As women’s bodily autonomy and reproductive rights continue to make headlines, Phyllis Nagy’s Call Jane arrives carrying a story with huge implications packed inside a relatively small-feeling film. With its disarmingly light approach, Call Jane takes a hot button justice issue and coolly focuses its lens on very specific people making very specific choices, allowing the political to become deeply personal.
It’s 1968 and pregnant Chicago housewife Joy (Elizabeth Banks) is enjoying life with her successful husband (Chris Messina) and teenage daughter (Grace Edwards) when her doctor alerts her to a potential problem: Joy will risk death by giving birth. In response, Joy requests permission from the hospital for an abortion, a request that is quickly denied by the all-male council. Devastated, Joy attempts an illegal route and then, as she second guesses her decision, a flier comes into her periphery inviting pregnant women to “Call Jane” if they are scared.
Joy’s life changes when she calls the listed number. She’s connected with an underground collective of women (none of them actually named “Jane,” which serves as a cover to maintain anonymity) who safely connect desperate women to abortions. The women are as different as can be with Virginia (Sigourney Weaver) serving as the de facto leader of the crew. The one man involved in the proceedings is Dean (Cory Michael Smith), the cold, curt, capitalistic provider who performs the procedures and charges an exorbitant amount for each one.
As Joy dives deeper into the supportive community and radical politics of the Jane collective, she begins to question and avoid her own cushy existence. She outgrows the life she’s known as her heart is opened and her horizons and expertise expand. Her family and friends think she’s attending amateur art classes, but that’s a lie that Joy can’t keep up, especially when she ultimately takes her participation to a completely new level of dedication.
Even though the film’s main narrative is dedicated to Joy’s evolution, Call Jane’s most lasting impressions lie in how closely it pays attention and respect to the differences between each of the individual women involved in the collective’s work. Most notably, Gwen (Wunmi Mosaku), a Black member, challenges the group’s tendency to cater to the needs of white women while turning away from the marginalized experience of Black women. These nuances deserve to be explored even more deeply than Call Jane does, but Gwen’s point is still powerfully, if briefly, argued. The heartbreak that every collective member harbors in response to the reality that they cannot help everybody is palpable in every performance. A final scene celebrating the 1973 passing of Roe v. Wade is both triumphant and bittersweet.

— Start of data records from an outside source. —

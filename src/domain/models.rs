use serde::{Deserialize, Serialize};
use std::fmt;
use std::time::{SystemTime, UNIX_EPOCH};

/// Wire value for a "previous page" command.
pub const CMD_PREV: i32 = 1;
/// Wire value for a "next page" command.
pub const CMD_NEXT: i32 = 2;

/// Advertisement opcodes (payload byte 0).
pub const OPCODE_PREV: u8 = 0x01;
pub const OPCODE_NEXT: u8 = 0x02;

/// Logical page-turn command carried by both the radio and HTTP paths.
#[derive(Debug, Clone, Copy, PartialEq, Eq, Hash)]
pub enum CommandKind {
    Prev,
    Next,
    Unknown(i32),
}

impl CommandKind {
    pub fn from_value(v: i32) -> Self {
        match v {
            CMD_PREV => Self::Prev,
            CMD_NEXT => Self::Next,
            other => Self::Unknown(other),
        }
    }

    pub fn value(self) -> i32 {
        match self {
            Self::Prev => CMD_PREV,
            Self::Next => CMD_NEXT,
            Self::Unknown(v) => v,
        }
    }

    /// Screen side that performs this command, if any.
    pub fn tap_side(self) -> Option<TapSide> {
        match self {
            Self::Prev => Some(TapSide::Left),
            Self::Next => Some(TapSide::Right),
            Self::Unknown(_) => None,
        }
    }
}

impl fmt::Display for CommandKind {
    fn fmt(&self, f: &mut fmt::Formatter<'_>) -> fmt::Result {
        match self {
            Self::Prev => write!(f, "PREV"),
            Self::Next => write!(f, "NEXT"),
            Self::Unknown(v) => write!(f, "UNKNOWN({v})"),
        }
    }
}

/// A decoded command. Immutable once built.
#[derive(Debug, Clone, PartialEq, Eq)]
pub struct Command {
    kind: CommandKind,
    timestamp: i64,
    source: String,
}

impl Command {
    pub fn new(kind: CommandKind, timestamp: i64, source: impl Into<String>) -> Self {
        Self {
            kind,
            timestamp,
            source: source.into(),
        }
    }

    pub fn kind(&self) -> CommandKind {
        self.kind
    }

    /// Milliseconds since the Unix epoch.
    pub fn timestamp(&self) -> i64 {
        self.timestamp
    }

    pub fn source(&self) -> &str {
        &self.source
    }

    pub fn to_wire(&self) -> WireCommand {
        WireCommand {
            v: self.kind.value(),
            ts: self.timestamp,
            source: self.source.clone(),
        }
    }
}

impl From<WireCommand> for Command {
    fn from(wire: WireCommand) -> Self {
        Self::new(CommandKind::from_value(wire.v), wire.ts, wire.source)
    }
}

/// `POST /cmd` request body: `{ "v": 1, "ts": 1730000000000, "source": "mbbridge" }`
#[derive(Debug, Clone, PartialEq, Eq, Serialize, Deserialize)]
pub struct WireCommand {
    pub v: i32,
    pub ts: i64,
    pub source: String,
}

impl WireCommand {
    pub fn from_json(body: &str) -> serde_json::Result<Self> {
        serde_json::from_str(body)
    }
}

/// Response body shared by every HTTP endpoint.
#[derive(Debug, Clone, PartialEq, Eq, Serialize, Deserialize)]
pub struct ApiResponse {
    pub ok: u8,
    #[serde(skip_serializing_if = "Option::is_none", default)]
    pub err: Option<String>,
    #[serde(skip_serializing_if = "Option::is_none", default)]
    pub app: Option<String>,
}

impl ApiResponse {
    pub fn success() -> Self {
        Self {
            ok: 1,
            err: None,
            app: None,
        }
    }

    pub fn with_app(app: impl Into<String>) -> Self {
        Self {
            app: Some(app.into()),
            ..Self::success()
        }
    }

    pub fn error(message: impl Into<String>) -> Self {
        Self {
            ok: 0,
            err: Some(message.into()),
            app: None,
        }
    }
}

/// Running command counters. Only `reset` ever lowers them.
#[derive(Debug, Clone, Copy, Default, PartialEq, Eq, Serialize, Deserialize)]
pub struct CommandStats {
    pub prev_count: u64,
    pub next_count: u64,
    pub total_count: u64,
}

impl CommandStats {
    pub fn increment(&mut self, kind: CommandKind) {
        match kind {
            CommandKind::Prev => self.prev_count += 1,
            CommandKind::Next => self.next_count += 1,
            CommandKind::Unknown(_) => {}
        }
        self.total_count += 1;
    }

    /// Commands counted in the total but not in a typed counter.
    pub fn unknown_count(&self) -> u64 {
        self.total_count - self.prev_count - self.next_count
    }

    pub fn reset(&mut self) {
        *self = Self::default();
    }
}

#[derive(Debug, Clone, Copy, PartialEq, Eq, Serialize, Deserialize)]
pub enum TapSide {
    Left,
    Right,
}

impl fmt::Display for TapSide {
    fn fmt(&self, f: &mut fmt::Formatter<'_>) -> fmt::Result {
        match self {
            Self::Left => write!(f, "left"),
            Self::Right => write!(f, "right"),
        }
    }
}

/// Advisory report from the gesture executor.
#[derive(Debug, Clone, Copy, PartialEq, Eq)]
pub struct TapOutcome {
    pub side: TapSide,
    pub x: i32,
    pub y: i32,
    pub dispatched: bool,
}

/// Which advertisement segment carried the opcode.
#[derive(Debug, Clone, Copy, PartialEq, Eq)]
pub enum PayloadSource {
    ServiceData,
    ManufacturerData,
}

impl PayloadSource {
    pub fn as_str(self) -> &'static str {
        match self {
            Self::ServiceData => "serviceData",
            Self::ManufacturerData => "manufacturerData",
        }
    }
}

impl fmt::Display for PayloadSource {
    fn fmt(&self, f: &mut fmt::Formatter<'_>) -> fmt::Result {
        f.write_str(self.as_str())
    }
}

/// Result of decoding one advertisement frame. Discarded after routing.
#[derive(Debug, Clone, PartialEq, Eq)]
pub struct ParsedPayload {
    pub source: PayloadSource,
    pub raw_bytes: Vec<u8>,
    pub opcode: Option<u8>,
}

impl ParsedPayload {
    /// Mapped command for the opcode; unmapped opcodes yield `None`.
    pub fn command(&self) -> Option<CommandKind> {
        match self.opcode {
            Some(OPCODE_PREV) => Some(CommandKind::Prev),
            Some(OPCODE_NEXT) => Some(CommandKind::Next),
            _ => None,
        }
    }
}

#[derive(Debug, Clone, Copy, PartialEq, Eq, Serialize, Deserialize)]
pub enum ScanState {
    Idle,
    Scanning,
}

/// Power and reconfiguration events that drive the scanner.
#[derive(Debug, Clone, Copy, PartialEq, Eq)]
pub enum LifecycleEvent {
    ScreenOn,
    ScreenOff,
    RestartScan,
    /// The platform stopped the receiver on its own (radio off, access revoked).
    #[cfg_attr(not(windows), allow(dead_code))]
    RadioStopped,
}

/// Snapshot reported over the control socket.
#[derive(Debug, Clone, PartialEq, Eq, Serialize, Deserialize)]
pub struct BridgeStatus {
    pub server_running: bool,
    pub port: u16,
    pub token_configured: bool,
    pub scan_state: ScanState,
    pub stats: CommandStats,
    pub last_command: Option<WireCommand>,
}

pub fn now_epoch_ms() -> i64 {
    SystemTime::now()
        .duration_since(UNIX_EPOCH)
        .map(|d| d.as_millis() as i64)
        .unwrap_or(0)
}

#[cfg(test)]
mod tests {
    use super::*;
    use proptest::prelude::*;

    #[test]
    fn test_kind_from_value() {
        assert_eq!(CommandKind::from_value(1), CommandKind::Prev);
        assert_eq!(CommandKind::from_value(2), CommandKind::Next);
        assert_eq!(CommandKind::from_value(7), CommandKind::Unknown(7));
        assert_eq!(CommandKind::Unknown(7).to_string(), "UNKNOWN(7)");
    }

    #[test]
    fn test_wire_parse_rejects_missing_fields() {
        assert!(WireCommand::from_json(r#"{"v":1,"ts":5}"#).is_err());
        assert!(WireCommand::from_json(r#"{"v":"1","ts":5,"source":"x"}"#).is_err());
        assert!(WireCommand::from_json("not json").is_err());

        let wire =
            WireCommand::from_json(r#"{"v":1,"ts":1730000000000,"source":"mbbridge","x":0}"#)
                .unwrap();
        let cmd = Command::from(wire);
        assert_eq!(cmd.kind(), CommandKind::Prev);
        assert_eq!(cmd.timestamp(), 1_730_000_000_000);
        assert_eq!(cmd.source(), "mbbridge");
    }

    #[test]
    fn test_api_response_omits_absent_fields() {
        assert_eq!(
            serde_json::to_string(&ApiResponse::success()).unwrap(),
            r#"{"ok":1}"#
        );
        assert_eq!(
            serde_json::to_string(&ApiResponse::with_app("MBBridgeCtrl")).unwrap(),
            r#"{"ok":1,"app":"MBBridgeCtrl"}"#
        );
        assert_eq!(
            serde_json::to_string(&ApiResponse::error("nope")).unwrap(),
            r#"{"ok":0,"err":"nope"}"#
        );
    }

    #[test]
    fn test_payload_command_mapping() {
        let payload = |opcode| ParsedPayload {
            source: PayloadSource::ServiceData,
            raw_bytes: vec![],
            opcode,
        };
        assert_eq!(payload(Some(0x01)).command(), Some(CommandKind::Prev));
        assert_eq!(payload(Some(0x02)).command(), Some(CommandKind::Next));
        assert_eq!(payload(Some(0x09)).command(), None);
        assert_eq!(payload(None).command(), None);
    }

    fn any_kind() -> impl Strategy<Value = CommandKind> {
        any::<i32>().prop_map(CommandKind::from_value)
    }

    proptest! {
        #[test]
        fn stats_total_is_sum_of_parts(kinds in proptest::collection::vec(any_kind(), 0..64)) {
            let mut stats = CommandStats::default();
            let mut unknown = 0u64;
            for kind in &kinds {
                if matches!(kind, CommandKind::Unknown(_)) {
                    unknown += 1;
                }
                stats.increment(*kind);
            }
            prop_assert_eq!(stats.total_count, stats.prev_count + stats.next_count + unknown);
            prop_assert_eq!(stats.unknown_count(), unknown);
            prop_assert_eq!(stats.total_count, kinds.len() as u64);
        }

        #[test]
        fn wire_round_trip_preserves_triple(v in any::<i32>(), ts in any::<i64>(), source in ".{0,24}") {
            let cmd = Command::new(CommandKind::from_value(v), ts, source.clone());
            let json = serde_json::to_string(&cmd.to_wire()).unwrap();
            let decoded = Command::from(WireCommand::from_json(&json).unwrap());
            prop_assert_eq!(decoded.to_wire(), WireCommand { v, ts, source });
            prop_assert_eq!(decoded, cmd);
        }
    }
}
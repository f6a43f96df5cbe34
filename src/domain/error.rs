use thiserror::Error;

/// Errors raised by the bridge core.
#[derive(Debug, Error)]
pub enum BridgeError {
    #[error("port {0} is outside 1024..=65535")]
    InvalidPort(u32),

    #[error("failed to bind 127.0.0.1:{port}: {source}")]
    Bind {
        port: u16,
        #[source]
        source: std::io::Error,
    },

    #[error("radio error: {0}")]
    Radio(String),

    #[error(transparent)]
    Io(#[from] std::io::Error),
}

pub type BridgeResult<T> = std::result::Result<T, BridgeError>;
//! Page-turner advertisement protocol
//!
//! A peripheral broadcasts a frame that declares [`SERVICE_UUID`] and
//! carries at least one payload byte. Byte 0 is the opcode:
//!
//! ```text
//! [0]   : opcode   0x01 = PREV, 0x02 = NEXT, anything else ignored
//! [1..] : reserved
//! ```
//!
//! The payload normally travels as service data keyed by the UUID. Some
//! firmwares put it in manufacturer data instead, so that is accepted as a
//! fallback when the frame still advertises the UUID.

use crate::domain::models::{PayloadSource, ParsedPayload};
use anyhow::Result;
use std::time::Instant;

/// Default 128-bit service identifier shared with the wearable firmware.
/// Not a secret: it only keeps unrelated advertisements out.
pub const SERVICE_UUID: &str = "c76393eb-1994-4b4d-b1e2-1d7bde0571fa";

/// Platform-neutral view of one received advertisement.
#[derive(Debug, Clone, PartialEq, Eq)]
pub struct AdvertisementFrame {
    /// When the radio callback saw the frame; debounce runs on this.
    pub received_at: Instant,
    pub address: Option<String>,
    pub rssi: i16,
    /// 128-bit identifiers listed in the frame.
    pub service_uuids: Vec<u128>,
    /// `(service uuid, payload)` pairs.
    pub service_data: Vec<(u128, Vec<u8>)>,
    /// `(company id, payload)` pairs, in frame order.
    pub manufacturer_data: Vec<(u16, Vec<u8>)>,
    /// Raw advertisement bytes, when the platform exposes them.
    pub raw: Option<Vec<u8>>,
}

impl Default for AdvertisementFrame {
    fn default() -> Self {
        Self {
            received_at: Instant::now(),
            address: None,
            rssi: 0,
            service_uuids: Vec::new(),
            service_data: Vec::new(),
            manufacturer_data: Vec::new(),
            raw: None,
        }
    }
}

impl AdvertisementFrame {
    fn service_data_for(&self, service: u128) -> Option<&[u8]> {
        self.service_data
            .iter()
            .find(|(uuid, _)| *uuid == service)
            .map(|(_, data)| data.as_slice())
    }

    fn advertises(&self, service: u128) -> bool {
        self.service_uuids.contains(&service)
    }
}

/// Extracts the opcode payload from a frame.
///
/// Returns `None` for frames that do not belong to `service`. Unmapped
/// opcodes still produce a payload so they can be logged.
pub fn parse_payload(frame: &AdvertisementFrame, service: u128) -> Option<ParsedPayload> {
    let (source, payload) = match frame.service_data_for(service) {
        Some(data) if !data.is_empty() => (PayloadSource::ServiceData, data),
        _ if frame.advertises(service) => {
            let (_, data) = frame.manufacturer_data.first()?;
            (PayloadSource::ManufacturerData, data.as_slice())
        }
        _ => return None,
    };

    Some(ParsedPayload {
        source,
        raw_bytes: payload.to_vec(),
        opcode: payload.first().copied(),
    })
}

/// Parses a textual UUID (`8-4-4-4-12`) into its 128-bit value.
pub fn parse_uuid(uuid_str: &str) -> Result<u128> {
    let uuid_str = uuid_str.trim().replace('-', "");

    if uuid_str.len() != 32 || !uuid_str.chars().all(|c| c.is_ascii_hexdigit()) {
        return Err(anyhow::anyhow!("Invalid UUID format"));
    }

    Ok(u128::from_str_radix(&uuid_str, 16)?)
}
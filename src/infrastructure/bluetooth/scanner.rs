//! BLE Scanner Module
//!
//! Radio abstraction plus the Windows advertisement watcher behind it.
//! Frames are pushed into a bounded channel; when the consumer falls
//! behind, new frames are dropped like any other lost advertisement.
//! A watcher the system aborts is reported back as `RadioStopped`.

use crate::domain::error::BridgeResult;
use crate::domain::models::LifecycleEvent;
use crate::infrastructure::bluetooth::protocol::AdvertisementFrame;
use std::sync::atomic::{AtomicBool, Ordering};
use tokio::sync::mpsc;

/// Capacity of the frame channel between the radio callback and the pipeline.
pub const FRAME_CHANNEL_CAPACITY: usize = 64;

pub type FrameSender = mpsc::Sender<AdvertisementFrame>;

/// Notifications the radio raises on its own, outside any start/stop call.
pub type RadioEventSender = mpsc::UnboundedSender<LifecycleEvent>;

#[derive(Debug, Clone, Copy, PartialEq, Eq)]
#[cfg_attr(not(windows), allow(dead_code))]
pub enum RadioAvailability {
    Available,
    Disabled,
    PermissionDenied,
    Missing,
}

/// Receiver hardware that can be switched on and off.
pub trait AdvertisementRadio: Send {
    fn availability(&self) -> RadioAvailability;

    /// Begin delivering every received frame, unfiltered.
    fn start(&mut self) -> BridgeResult<()>;

    /// Stop delivery and release the receiver handle.
    fn stop(&mut self) -> BridgeResult<()>;
}

/// Tells whether the user is currently interacting with the machine.
pub trait PowerMonitor: Send + Sync {
    fn is_interactive(&self) -> bool;
}

/// Power state fed by screen on/off notifications.
#[derive(Debug)]
pub struct SessionPowerState {
    interactive: AtomicBool,
}

impl SessionPowerState {
    pub fn new(interactive: bool) -> Self {
        Self {
            interactive: AtomicBool::new(interactive),
        }
    }

    pub fn set_interactive(&self, interactive: bool) {
        self.interactive.store(interactive, Ordering::Relaxed);
    }
}

impl PowerMonitor for SessionPowerState {
    fn is_interactive(&self) -> bool {
        self.interactive.load(Ordering::Relaxed)
    }
}

/// Formats a 48-bit Bluetooth address as `AA:BB:CC:DD:EE:FF`.
#[cfg(any(windows, test))]
pub fn format_address(address: u64) -> String {
    let bytes = address.to_be_bytes();
    bytes[2..]
        .iter()
        .map(|b| format!("{b:02X}"))
        .collect::<Vec<_>>()
        .join(":")
}

/// Creates the radio for the current platform.
pub fn platform_radio(
    frames: FrameSender,
    events: RadioEventSender,
) -> Box<dyn AdvertisementRadio> {
    #[cfg(windows)]
    {
        Box::new(windows_impl::BleScanner::new(frames, events))
    }
    #[cfg(not(windows))]
    {
        Box::new(UnsupportedRadio::new(frames, events))
    }
}

/// Stand-in for platforms without a supported BLE backend.
#[cfg(not(windows))]
pub struct UnsupportedRadio {
    _frames: FrameSender,
    _events: RadioEventSender,
}

#[cfg(not(windows))]
impl UnsupportedRadio {
    pub fn new(frames: FrameSender, events: RadioEventSender) -> Self {
        Self {
            _frames: frames,
            _events: events,
        }
    }
}

#[cfg(not(windows))]
impl AdvertisementRadio for UnsupportedRadio {
    fn availability(&self) -> RadioAvailability {
        RadioAvailability::Missing
    }

    fn start(&mut self) -> BridgeResult<()> {
        Err(crate::domain::error::BridgeError::Radio(
            "no BLE backend on this platform".to_string(),
        ))
    }

    fn stop(&mut self) -> BridgeResult<()> {
        Ok(())
    }
}

#[cfg(windows)]
mod windows_impl {
    use super::{
        format_address, AdvertisementRadio, FrameSender, RadioAvailability, RadioEventSender,
    };
    use crate::domain::error::{BridgeError, BridgeResult};
    use crate::domain::models::LifecycleEvent;
    use crate::infrastructure::bluetooth::protocol::AdvertisementFrame;
    use tracing::{info, trace, warn};
    use windows::Devices::Bluetooth::Advertisement::{
        BluetoothLEAdvertisementReceivedEventArgs, BluetoothLEAdvertisementWatcher,
        BluetoothLEAdvertisementWatcherStoppedEventArgs, BluetoothLEScanningMode,
    };
    use windows::Devices::Bluetooth::{BluetoothAdapter, BluetoothError};
    use windows::Devices::Radios::{Radio, RadioAccessStatus, RadioState};
    use windows::Foundation::TypedEventHandler;
    use windows::Storage::Streams::{DataReader, IBuffer};

    /// AD type for "Service Data - 128-bit UUID".
    const AD_SERVICE_DATA_128: u8 = 0x21;

    fn radio_err(e: windows::core::Error) -> BridgeError {
        BridgeError::Radio(e.message().to_string())
    }

    /// BLE advertisement watcher
    pub struct BleScanner {
        watcher: Option<BluetoothLEAdvertisementWatcher>,
        frames: FrameSender,
        events: RadioEventSender,
    }

    impl BleScanner {
        pub fn new(frames: FrameSender, events: RadioEventSender) -> Self {
            Self {
                watcher: None,
                frames,
                events,
            }
        }

        fn query_availability() -> windows::core::Result<RadioAvailability> {
            let adapter = BluetoothAdapter::GetDefaultAsync()?.get()?;
            if !adapter.IsLowEnergySupported()? {
                return Ok(RadioAvailability::Missing);
            }

            match Radio::RequestAccessAsync()?.get()? {
                RadioAccessStatus::DeniedByUser | RadioAccessStatus::DeniedBySystem => {
                    return Ok(RadioAvailability::PermissionDenied);
                }
                _ => {}
            }

            let radio = adapter.GetRadioAsync()?.get()?;
            Ok(match radio.State()? {
                RadioState::On => RadioAvailability::Available,
                _ => RadioAvailability::Disabled,
            })
        }
    }

    impl AdvertisementRadio for BleScanner {
        fn availability(&self) -> RadioAvailability {
            Self::query_availability().unwrap_or_else(|e| {
                warn!("No usable Bluetooth adapter: {}", e.message());
                RadioAvailability::Missing
            })
        }

        fn start(&mut self) -> BridgeResult<()> {
            self.stop()?;

            let watcher = BluetoothLEAdvertisementWatcher::new().map_err(radio_err)?;
            watcher
                .SetScanningMode(BluetoothLEScanningMode::Active)
                .map_err(radio_err)?;

            // No advertisement filter: 128-bit filtering is unreliable on some
            // adapters, so every frame is checked in software instead.
            let sender = self.frames.clone();
            let handler = TypedEventHandler::new(
                move |_: windows::core::Ref<BluetoothLEAdvertisementWatcher>,
                      args: windows::core::Ref<BluetoothLEAdvertisementReceivedEventArgs>| {
                    if let Some(args) = args.as_ref() {
                        let frame = read_frame(args)?;
                        if sender.try_send(frame).is_err() {
                            trace!("Frame channel full, dropping advertisement");
                        }
                    }
                    Ok(())
                },
            );

            // The watcher aborts asynchronously when the radio goes away;
            // our own Stop() reports Success and is ignored.
            let events = self.events.clone();
            let stopped = TypedEventHandler::new(
                move |_: windows::core::Ref<BluetoothLEAdvertisementWatcher>,
                      args: windows::core::Ref<BluetoothLEAdvertisementWatcherStoppedEventArgs>| {
                    if let Some(args) = args.as_ref() {
                        let error = args.Error()?;
                        if error != BluetoothError::Success {
                            warn!("BLE watcher stopped by the system: {:?}", error);
                            let _ = events.send(LifecycleEvent::RadioStopped);
                        }
                    }
                    Ok(())
                },
            );

            watcher.Received(&handler).map_err(radio_err)?;
            watcher.Stopped(&stopped).map_err(radio_err)?;
            watcher.Start().map_err(radio_err)?;

            self.watcher = Some(watcher);
            Ok(())
        }

        fn stop(&mut self) -> BridgeResult<()> {
            if let Some(watcher) = self.watcher.take() {
                info!("Stopping BLE watcher...");
                watcher.Stop().map_err(radio_err)?;
            }
            Ok(())
        }
    }

    impl Drop for BleScanner {
        fn drop(&mut self) {
            let _ = self.stop();
        }
    }

    fn read_frame(
        args: &BluetoothLEAdvertisementReceivedEventArgs,
    ) -> windows::core::Result<AdvertisementFrame> {
        let adv = args.Advertisement()?;
        let mut frame = AdvertisementFrame {
            address: Some(format_address(args.BluetoothAddress()?)),
            rssi: args.RawSignalStrengthInDBm()?,
            ..Default::default()
        };

        let uuids = adv.ServiceUuids()?;
        for i in 0..uuids.Size()? {
            frame.service_uuids.push(uuids.GetAt(i)?.to_u128());
        }

        let mut raw = Vec::new();
        let sections = adv.DataSections()?;
        for i in 0..sections.Size()? {
            let section = sections.GetAt(i)?;
            let data_type = section.DataType()?;
            let data = read_buffer(&section.Data()?)?;

            raw.push((data.len() + 1) as u8);
            raw.push(data_type);
            raw.extend_from_slice(&data);

            if data_type == AD_SERVICE_DATA_128 && data.len() >= 16 {
                let mut uuid = [0u8; 16];
                uuid.copy_from_slice(&data[..16]);
                frame
                    .service_data
                    .push((u128::from_le_bytes(uuid), data[16..].to_vec()));
            }
        }
        frame.raw = Some(raw);

        let manufacturer = adv.ManufacturerData()?;
        for i in 0..manufacturer.Size()? {
            let entry = manufacturer.GetAt(i)?;
            frame
                .manufacturer_data
                .push((entry.CompanyId()?, read_buffer(&entry.Data()?)?));
        }

        Ok(frame)
    }

    fn read_buffer(buffer: &IBuffer) -> windows::core::Result<Vec<u8>> {
        let reader = DataReader::FromBuffer(buffer)?;
        let mut bytes = vec![0u8; reader.UnconsumedBufferLength()? as usize];
        reader.ReadBytes(&mut bytes)?;
        Ok(bytes)
    }
}

#[cfg(test)]
mod tests {
    use super::*;

    #[test]
    fn test_format_address() {
        assert_eq!(format_address(0xAABB_CCDD_EEFF), "AA:BB:CC:DD:EE:FF");
        assert_eq!(format_address(0x01), "00:00:00:00:00:01");
    }

    #[test]
    fn test_session_power_state() {
        let power = SessionPowerState::new(true);
        assert!(power.is_interactive());
        power.set_interactive(false);
        assert!(!power.is_interactive());
    }
}
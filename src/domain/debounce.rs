use std::time::{Duration, Instant};

/// Minimum spacing between two accepted radio triggers.
pub const DEBOUNCE_WINDOW: Duration = Duration::from_millis(400);

/// Collapses advertisement bursts into a single trigger.
///
/// The window is shared by every command kind: a `Prev` followed by a
/// `Next` inside the window is suppressed as well.
#[derive(Debug, Default)]
pub struct CommandDebouncer {
    last_accepted: Option<Instant>,
}

impl CommandDebouncer {
    /// Returns true when the trigger should be dispatched. Only accepted
    /// triggers move the window.
    pub fn accept(&mut self, now: Instant, has_opcode: bool) -> bool {
        if !has_opcode {
            return false;
        }
        if let Some(last) = self.last_accepted {
            if now.saturating_duration_since(last) < DEBOUNCE_WINDOW {
                return false;
            }
        }
        self.last_accepted = Some(now);
        true
    }
}

#[cfg(test)]
mod tests {
    use super::*;

    #[test]
    fn test_burst_collapses_to_one() {
        let mut debouncer = CommandDebouncer::default();
        let t0 = Instant::now();
        assert!(debouncer.accept(t0, true));
        assert!(!debouncer.accept(t0 + Duration::from_millis(100), true));
        assert!(!debouncer.accept(t0 + Duration::from_millis(399), true));
    }

    #[test]
    fn test_window_boundary_is_inclusive() {
        let mut debouncer = CommandDebouncer::default();
        let t0 = Instant::now();
        assert!(debouncer.accept(t0, true));
        assert!(debouncer.accept(t0 + DEBOUNCE_WINDOW, true));
    }

    #[test]
    fn test_rejected_trigger_does_not_extend_window() {
        let mut debouncer = CommandDebouncer::default();
        let t0 = Instant::now();
        assert!(debouncer.accept(t0, true));
        assert!(!debouncer.accept(t0 + Duration::from_millis(300), true));
        assert!(debouncer.accept(t0 + Duration::from_millis(450), true));
    }

    #[test]
    fn test_missing_opcode_never_accepted() {
        let mut debouncer = CommandDebouncer::default();
        let t0 = Instant::now();
        assert!(!debouncer.accept(t0, false));
        // no state change: a real trigger right after is still accepted
        assert!(debouncer.accept(t0 + Duration::from_millis(1), true));
        assert!(!debouncer.accept(t0 + Duration::from_millis(2000), false));
        assert!(debouncer.accept(t0 + Duration::from_millis(401), true));
    }
}
//! Bluetooth Module
//!
//! Receives page-turn advertisements from the wearable.
//!
//! ## Architecture
//!
//! ```text
//!  ┌───────────────────────┐  power events
//!  │ ScanLifecycleController│◄──────────────
//!  └──────────┬────────────┘
//!             │ start / stop
//!             ▼
//!  ┌───────────────────────┐  frames (bounded mpsc)  ┌─────────────────────┐
//!  │ AdvertisementRadio    │────────────────────────►│ AdvertisementPipeline│
//!  └───────────────────────┘                         └──────────┬──────────┘
//!                                                               │ parse → debounce
//!                                                               ▼
//!                                                         CommandRouter
//! ```
//!
//! ## Modules
//!
//! - [`protocol`] - Frame model, opcode decoding and UUID parsing
//! - [`scanner`] - Radio and power abstractions, Windows watcher
//! - [`service`] - Scan lifecycle state machine
//! - [`pipeline`] - Frame consumer feeding the router

pub mod pipeline;
pub mod protocol;
pub mod scanner;
pub mod service;

pub use pipeline::AdvertisementPipeline;
pub use service::ScanLifecycleController;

It would be wonderful to merely describe Call Jane as an important historical document, but the film also feels profoundly prescient as organizers prepare to create underground abortion networks in the wake of the Supreme Court’s 2022 overturning of its own 1973 decision. As its story meets a scary time in U.S. politics, the film persuasively portrays how effective compassionate connection can be in combating the oppressive, misogynistic patriarchy that still slithers through our systems. Even as so many refuse to learn from the lessons of history, Call Jane proves that we have historical and replicable models of community care that will resurrect and protect the vulnerable, especially when our societal systems continue to fail.